• PROBLEM DETAILS
Look for "handlers" in the listing below. Gather each line that contains it.

• GIVEN DATA

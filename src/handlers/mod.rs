pub mod admin;
pub mod auth;
pub mod categories;
pub mod colors;
pub mod common;
pub mod favorites;
pub mod legacy;
pub mod orders;
pub mod products;
pub mod promos;
pub mod reviews;
pub mod sizes;
pub mod tech_types;

use crate::config::AppConfig;
use crate::db::DbPool;
use crate::events::EventSender;
use crate::media::MediaStore;
use std::sync::Arc;

// Re-export AppState so handler modules can import it as crate::handlers::AppState
pub use crate::AppState;

/// Services layer that encapsulates business logic used by HTTP handlers
#[derive(Clone)]
pub struct AppServices {
    pub users: Arc<crate::services::users::UserService>,
    pub catalog: Arc<crate::services::catalog::CatalogService>,
    pub products: Arc<crate::services::products::ProductService>,
    pub orders: Arc<crate::services::orders::OrderService>,
    pub reviews: Arc<crate::services::reviews::ReviewService>,
    pub favorites: Arc<crate::services::favorites::FavoriteService>,
    pub promos: Arc<crate::services::promotions::PromoService>,
    pub invoices: Arc<crate::services::invoices::InvoiceService>,
}

impl AppServices {
    /// Build the full service container shared by all HTTP handlers.
    pub fn new(
        db_pool: Arc<DbPool>,
        event_sender: Arc<EventSender>,
        auth_service: crate::auth::AuthService,
        media: Arc<MediaStore>,
        cfg: &AppConfig,
    ) -> Self {
        let users = Arc::new(crate::services::users::UserService::new(
            db_pool.clone(),
            event_sender.clone(),
            auth_service,
        ));
        let catalog = Arc::new(crate::services::catalog::CatalogService::new(
            db_pool.clone(),
            event_sender.clone(),
        ));
        let products = Arc::new(crate::services::products::ProductService::new(
            db_pool.clone(),
            event_sender.clone(),
            media,
            cfg.recent_window(),
        ));
        let orders = Arc::new(crate::services::orders::OrderService::new(
            db_pool.clone(),
            event_sender.clone(),
        ));
        let reviews = Arc::new(crate::services::reviews::ReviewService::new(
            db_pool.clone(),
            event_sender.clone(),
        ));
        let favorites = Arc::new(crate::services::favorites::FavoriteService::new(
            db_pool.clone(),
            event_sender.clone(),
        ));
        let promos = Arc::new(crate::services::promotions::PromoService::new(
            db_pool.clone(),
            event_sender.clone(),
        ));
        let invoices = Arc::new(crate::services::invoices::InvoiceService::new(
            db_pool,
            event_sender,
        ));

        Self {
            users,
            catalog,
            products,
            orders,
            reviews,
            favorites,
            promos,
            invoices,
        }
    }
}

• TASK RESULT
filename src/handlers/mod.rs
// Re-export AppState so handler modules can import it as crate::handlers::AppState
/// Services layer that encapsulates business logic used by HTTP handlers
    /// Build the full service container shared by all HTTP handlers.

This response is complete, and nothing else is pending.